El Departamento de Justicia de Estados Unidos presentó este lunes demandas contra Nueva York, Connecticut y Vermont para impugnar leyes estatales que permiten a determinados estudiantes indocumentados acceder a colegiaturas al precio de residente y a apoyos económicos universitarios. La ofensiva judicial, reportada por EFE, sostiene que esas disposiciones favorecen de manera inconstitucional a personas sin ciudadanía estadounidense que no reciben el mismo trato que otros estudiantes en condiciones académicas equivalentes.
La acción se inscribe en una estrategia más amplia del gobierno federal contra políticas estatales que amplían beneficios educativos a migrantes sin estatus regular. Con estas querellas, el Departamento de Justicia elevó a 17 el número de litigios emprendidos contra medidas de ese tipo en distintos puntos del país. Hasta ahora, la dependencia ha logrado bloquear disposiciones similares en Texas, Kentucky, Oklahoma, Nebraska e Illinois, mientras mantiene abiertos procesos contra Minnesota, Virginia, California, Nueva Jersey, Kansas, Massachusetts, Rhode Island, Maryland y Colorado.

El argumento federal
En las demandas, el DOJ afirma que las leyes estatales crean un trato diferenciado para estudiantes que no cuentan con estatus migratorio regular y que, por ello, vulneran principios constitucionales de igualdad. Su postura es que los estados no pueden conceder matrículas reducidas, becas o subvenciones universitarias a un grupo específico sin extender condiciones equivalentes a los ciudadanos estadounidenses afectados por el mismo sistema educativo. Además, el departamento sostiene que estas medidas “crean incentivos para la inmigración irregular” y “recompensan a los extranjeros indocumentados con prestaciones”.
Ese planteamiento coloca el debate en dos planos simultáneos. Por un lado, está la disputa legal sobre si los estados tienen margen para diseñar beneficios educativos propios; por otro, el trasfondo político de una administración federal que busca endurecer el mensaje migratorio frente a los estados que han optado por proteger la continuidad académica de estudiantes que crecieron o se formaron en sus sistemas escolares. La batalla, por tanto, no gira solo en torno al costo de la universidad, sino también al alcance de la autonomía estatal en políticas públicas vinculadas con migración y educación.
Qué ofrecen Nueva York, Vermont y Connecticut
La legislación de Nueva York permite que estudiantes indocumentados y otros grupos migratorios soliciten becas y subvenciones estatales para cubrir parte de sus estudios universitarios. Entre los beneficiarios también figuran titulares de visa U, visa T o Estatus de Protección Temporal (TPS).

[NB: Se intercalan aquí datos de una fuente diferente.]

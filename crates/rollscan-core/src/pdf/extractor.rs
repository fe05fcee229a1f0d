//! Embedded page image extraction using lopdf.
//!
//! Scanned label PDFs usually carry one full-page image per page. Reading
//! that image back is lossless and needs no external renderer.

use std::path::Path;

use image::{DynamicImage, GrayImage, RgbImage};
use lopdf::{Dictionary, Document, Object, ObjectId};
use tracing::{debug, trace};

use super::{Rasterizer, Result};
use crate::error::PdfError;
use crate::models::label::PageRange;

/// A loaded PDF whose page images can be extracted.
pub struct PdfExtractor {
    document: Document,
}

impl PdfExtractor {
    /// Load a PDF from bytes.
    pub fn load(data: &[u8]) -> Result<Self> {
        let mut document = Document::load_mem(data).map_err(|e| PdfError::Parse(e.to_string()))?;

        // Handle PDFs with empty password encryption
        if document.is_encrypted() {
            if document.decrypt("").is_err() {
                return Err(PdfError::Encrypted);
            }
            debug!("Decrypted PDF with empty password");
        }

        let page_count = document.get_pages().len();
        if page_count == 0 {
            return Err(PdfError::NoPages);
        }

        debug!("Loaded PDF with {} pages", page_count);
        Ok(Self { document })
    }

    /// Load a PDF from disk.
    pub fn open(path: &Path) -> Result<Self> {
        let data = std::fs::read(path)
            .map_err(|e| PdfError::Parse(format!("{}: {}", path.display(), e)))?;
        Self::load(&data)
    }

    /// Get the number of pages in the PDF.
    pub fn page_count(&self) -> u32 {
        self.document.get_pages().len() as u32
    }

    /// All decodable images drawn on a page (1-indexed).
    pub fn page_images(&self, page: u32) -> Result<Vec<DynamicImage>> {
        let pages = self.document.get_pages();
        let page_id = pages.get(&page).ok_or(PdfError::InvalidPage(page))?;

        let mut images = Vec::new();
        if let Some(resources) = self.page_resources(*page_id) {
            if let Ok(xobjects) = resources.get(b"XObject") {
                if let Ok((_, Object::Dictionary(xobj_dict))) = self.document.dereference(xobjects) {
                    for (_name, obj_ref) in xobj_dict.iter() {
                        if let Ok((_, obj)) = self.document.dereference(obj_ref) {
                            if let Some(img) = self.decode_image(obj) {
                                images.push(img);
                            }
                        }
                    }
                }
            }
        }

        trace!("Extracted {} images from page {}", images.len(), page);
        Ok(images)
    }

    /// The largest image on a page, taken to be the page scan.
    pub fn page_image(&self, page: u32) -> Result<DynamicImage> {
        self.page_images(page)?
            .into_iter()
            .max_by_key(|img| u64::from(img.width()) * u64::from(img.height()))
            .ok_or_else(|| {
                PdfError::ImageExtraction(format!("page {} has no decodable image", page))
            })
    }

    fn decode_image(&self, obj: &Object) -> Option<DynamicImage> {
        let Object::Stream(stream) = obj else {
            return None;
        };
        let dict = &stream.dict;

        if dict.get(b"Subtype").ok()?.as_name().ok()? != b"Image" {
            return None;
        }

        let width = dict.get(b"Width").ok()?.as_i64().ok()? as u32;
        let height = dict.get(b"Height").ok()?.as_i64().ok()? as u32;

        let filter = dict.get(b"Filter").ok().and_then(|filter| match filter {
            Object::Name(name) => Some(name.as_slice()),
            Object::Array(arr) => arr.last().and_then(|o| o.as_name().ok()),
            _ => None,
        });

        match filter {
            Some(b"DCTDecode") => {
                trace!("Decoding {}x{} JPEG image", width, height);
                return image::load_from_memory_with_format(&stream.content, image::ImageFormat::Jpeg)
                    .ok();
            }
            Some(b"JPXDecode") | Some(b"CCITTFaxDecode") | Some(b"JBIG2Decode") => {
                trace!("Skipping image with unsupported filter {:?}", filter);
                return None;
            }
            _ => {}
        }

        let data = stream
            .decompressed_content()
            .unwrap_or_else(|_| stream.content.clone());

        let color_space = dict
            .get(b"ColorSpace")
            .ok()
            .and_then(|o| match o {
                Object::Name(name) => Some(name.as_slice()),
                Object::Array(arr) => arr.first().and_then(|o| o.as_name().ok()),
                Object::Reference(r) => self.document.get_object(*r).ok().and_then(|o| o.as_name().ok()),
                _ => None,
            })
            .unwrap_or(b"DeviceRGB");

        let bits = dict
            .get(b"BitsPerComponent")
            .ok()
            .and_then(|o| o.as_i64().ok())
            .unwrap_or(8);

        decode_raw(&data, width, height, color_space, bits)
    }

    /// Resources dictionary for a page, following inheritance up the page tree.
    fn page_resources(&self, node_id: ObjectId) -> Option<Dictionary> {
        let Object::Dictionary(dict) = self.document.get_object(node_id).ok()? else {
            return None;
        };

        if let Ok(resources) = dict.get(b"Resources") {
            if let Ok((_, Object::Dictionary(res_dict))) = self.document.dereference(resources) {
                return Some(res_dict.clone());
            }
        }

        match dict.get(b"Parent") {
            Ok(Object::Reference(parent_id)) => self.page_resources(*parent_id),
            _ => None,
        }
    }
}

fn decode_raw(
    data: &[u8],
    width: u32,
    height: u32,
    color_space: &[u8],
    bits_per_component: i64,
) -> Option<DynamicImage> {
    if bits_per_component != 8 {
        trace!("Unsupported bits per component: {}", bits_per_component);
        return None;
    }

    let pixels = (width as usize) * (height as usize);
    match color_space {
        b"DeviceRGB" | b"RGB" if data.len() >= pixels * 3 => {
            RgbImage::from_raw(width, height, data[..pixels * 3].to_vec()).map(DynamicImage::ImageRgb8)
        }
        b"DeviceGray" | b"G" if data.len() >= pixels => {
            GrayImage::from_raw(width, height, data[..pixels].to_vec()).map(DynamicImage::ImageLuma8)
        }
        _ => {
            trace!(
                "Could not decode image: colorspace={:?} data_len={} pixels={}",
                String::from_utf8_lossy(color_space),
                data.len(),
                pixels
            );
            None
        }
    }
}

/// Rasterizer that returns each page's embedded scan. The dpi is ignored.
#[derive(Debug, Clone, Copy, Default)]
pub struct EmbeddedRasterizer;

impl Rasterizer for EmbeddedRasterizer {
    fn page_count(&self, path: &Path) -> Result<u32> {
        Ok(PdfExtractor::open(path)?.page_count())
    }

    fn rasterize(&self, path: &Path, _dpi: u32, range: PageRange) -> Result<Vec<DynamicImage>> {
        let extractor = PdfExtractor::open(path)?;
        range.pages().map(|page| extractor.page_image(page)).collect()
    }
}
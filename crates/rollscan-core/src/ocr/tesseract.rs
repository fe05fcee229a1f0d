//! Recognizer backed by the `tesseract` command-line tool.

use std::path::PathBuf;
use std::process::Command;
use std::time::Instant;

use image::DynamicImage;
use tracing::{debug, trace};

use crate::error::OcrError;
use crate::models::config::OcrConfig;

use super::{BoundingBox, PageSegMode, RecognizedToken, Recognizer, Result};

/// Column positions in tesseract's TSV output.
const TSV_LINE_NUM: usize = 4;
const TSV_LEFT: usize = 6;
const TSV_CONF: usize = 10;
const TSV_TEXT: usize = 11;

/// Runs `tesseract` as a subprocess for every recognition call.
#[derive(Debug, Clone)]
pub struct TesseractCli {
    binary: PathBuf,
    language: String,
}

impl TesseractCli {
    /// Use the given tesseract binary with the English language pack.
    pub fn new(binary: impl Into<PathBuf>) -> Self {
        Self {
            binary: binary.into(),
            language: "eng".to_string(),
        }
    }

    pub fn from_config(config: &OcrConfig) -> Self {
        Self::new(&config.tesseract_path).with_language(&config.language)
    }

    pub fn with_language(mut self, language: impl Into<String>) -> Self {
        self.language = language.into();
        self
    }

    fn run(
        &self,
        image: &DynamicImage,
        mode: PageSegMode,
        whitelist: Option<&str>,
        tsv: bool,
    ) -> Result<String> {
        let start = Instant::now();
        let temp_dir = tempfile::tempdir()
            .map_err(|e| OcrError::Recognition(format!("failed to create temp dir: {}", e)))?;
        let input = temp_dir.path().join("input.png");
        image
            .save(&input)
            .map_err(|e| OcrError::InvalidImage(e.to_string()))?;

        let mut command = Command::new(&self.binary);
        command
            .arg(&input)
            .arg("stdout")
            .args(["-l", &self.language, "--psm", &mode.to_string()]);
        if let Some(chars) = whitelist {
            command
                .arg("-c")
                .arg(format!("tessedit_char_whitelist={}", chars));
        }
        if tsv {
            command.arg("tsv");
        }

        let output = command.output().map_err(|e| {
            OcrError::EngineUnavailable(format!("{}: {}", self.binary.display(), e))
        })?;

        if !output.status.success() {
            return Err(OcrError::Recognition(format!(
                "tesseract exited with {}: {}",
                output.status,
                String::from_utf8_lossy(&output.stderr).trim()
            )));
        }

        let stdout = String::from_utf8(output.stdout)
            .map_err(|e| OcrError::Output(format!("non UTF-8 output: {}", e)))?;

        debug!(
            "tesseract psm={} whitelist={} tsv={} on {}x{} in {:?}",
            mode,
            whitelist.is_some(),
            tsv,
            image.width(),
            image.height(),
            start.elapsed()
        );
        Ok(stdout)
    }
}

impl Recognizer for TesseractCli {
    fn recognize_tokens(
        &self,
        image: &DynamicImage,
        mode: PageSegMode,
        whitelist: Option<&str>,
    ) -> Result<Vec<RecognizedToken>> {
        let tsv = self.run(image, mode, whitelist, true)?;
        parse_tsv(&tsv)
    }

    fn recognize_text(
        &self,
        image: &DynamicImage,
        mode: PageSegMode,
        whitelist: Option<&str>,
    ) -> Result<String> {
        self.run(image, mode, whitelist, false)
    }
}

/// Parse tesseract TSV output into word tokens.
///
/// Rows without text (page, block, paragraph and line rows) are dropped.
/// The token line index is tesseract's `line_num` column.
pub fn parse_tsv(tsv: &str) -> Result<Vec<RecognizedToken>> {
    let mut tokens = Vec::new();

    for (row, line) in tsv.lines().enumerate() {
        if line.trim().is_empty() || line.starts_with("level") {
            continue;
        }
        let fields: Vec<&str> = line.split('\t').collect();
        if fields.len() <= TSV_CONF {
            return Err(OcrError::Output(format!(
                "row {} has {} columns",
                row + 1,
                fields.len()
            )));
        }

        let text = fields.get(TSV_TEXT).copied().unwrap_or("");
        if text.trim().is_empty() {
            continue;
        }

        let number = |idx: usize| -> Result<u32> {
            fields[idx].trim().parse::<u32>().map_err(|_| {
                OcrError::Output(format!("row {} column {}: {:?}", row + 1, idx, fields[idx]))
            })
        };
        let bbox = BoundingBox::new(
            number(TSV_LEFT)?,
            number(TSV_LEFT + 1)?,
            number(TSV_LEFT + 2)?,
            number(TSV_LEFT + 3)?,
        );
        let confidence: f32 = fields[TSV_CONF].trim().parse().map_err(|_| {
            OcrError::Output(format!("row {} confidence: {:?}", row + 1, fields[TSV_CONF]))
        })?;

        tokens.push(RecognizedToken::new(text, bbox, confidence, number(TSV_LINE_NUM)?));
    }

    trace!("Parsed {} tokens from TSV", tokens.len());
    Ok(tokens)
}

#[cfg(test)]
mod tests {
    use super::*;

    const SAMPLE: &str = "level\tpage_num\tblock_num\tpar_num\tline_num\tword_num\tleft\ttop\twidth\theight\tconf\ttext
1\t1\t0\t0\t0\t0\t0\t0\t1700\t2200\t-1\t
4\t1\t1\t1\t1\t0\t120\t80\t400\t42\t-1\t
5\t1\t1\t1\t1\t1\t120\t80\t400\t42\t91.42\tF609890101
5\t1\t1\t1\t2\t1\t118\t160\t150\t30\t88\tJOHN
5\t1\t1\t1\t2\t2\t280\t158\t170\t33\t87.5\tSMITH
";

    #[test]
    fn test_parse_tsv_words() {
        let tokens = parse_tsv(SAMPLE).unwrap();

        assert_eq!(tokens.len(), 3);
        assert_eq!(tokens[0].text, "F609890101");
        assert_eq!(tokens[0].bbox, BoundingBox::new(120, 80, 400, 42));
        assert_eq!(tokens[0].line, 1);
        assert_eq!(tokens[2].line, 2);
        assert_eq!(tokens[2].confidence, 87.5);
    }

    #[test]
    fn test_parse_tsv_rejects_truncated_rows() {
        assert!(parse_tsv("5\t1\t1\t1\t2").is_err());
    }

    #[test]
    fn test_missing_binary_is_engine_unavailable() {
        let engine = TesseractCli::new("/nonexistent/tesseract-binary");
        let image = DynamicImage::new_luma8(8, 8);
        let err = engine
            .recognize_text(&image, PageSegMode::SINGLE_BLOCK, None)
            .unwrap_err();
        assert!(matches!(err, OcrError::EngineUnavailable(_)));
    }
}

Para acceder, la persona debe haberse graduado de una secundaria de Nueva York y matricularse en una universidad dentro de los cinco años posteriores a su graduación.
Vermont, por su parte, autoriza a estudiantes indocumentados o no ciudadanos residentes a pagar la matrícula estatal y pedir ayuda financiera por necesidad económica, sin que el estatus migratorio sea una barrera para la solicitud. Connecticut mantiene una ley aprobada en 2011 que permite a estudiantes indocumentados que viven en el estado acceder a la tarifa para residentes, siempre que cumplan requisitos como haberse graduado de una escuela secundaria estatal. En los tres casos, el elemento común es la vinculación entre permanencia local, trayectoria escolar en el estado y acceso a la educación superior en condiciones menos onerosas.
Lo que viene en tribunales
Los litigios abren ahora una nueva fase judicial en la que los tribunales deberán decidir si esas políticas pueden seguir aplicándose mientras avanzan los procesos o si deben suspenderse de inmediato. El desenlace puede marcar un precedente relevante para otros estados que sostienen programas similares y para las familias que planifican la continuidad universitaria de jóvenes formados en escuelas locales pero sin documentación migratoria regular.
Más allá del resultado puntual, el caso refleja una tensión persistente en Estados Unidos entre la competencia de los estados para diseñar políticas educativas inclusivas y la voluntad del gobierno federal de limitar cualquier beneficio que considere un incentivo migratorio. La discusión no se resolverá solo por la letra de cada ley, sino por la interpretación que los jueces hagan del alcance constitucional de esos beneficios y de la relación entre igualdad jurídica, política migratoria y acceso a la universidad.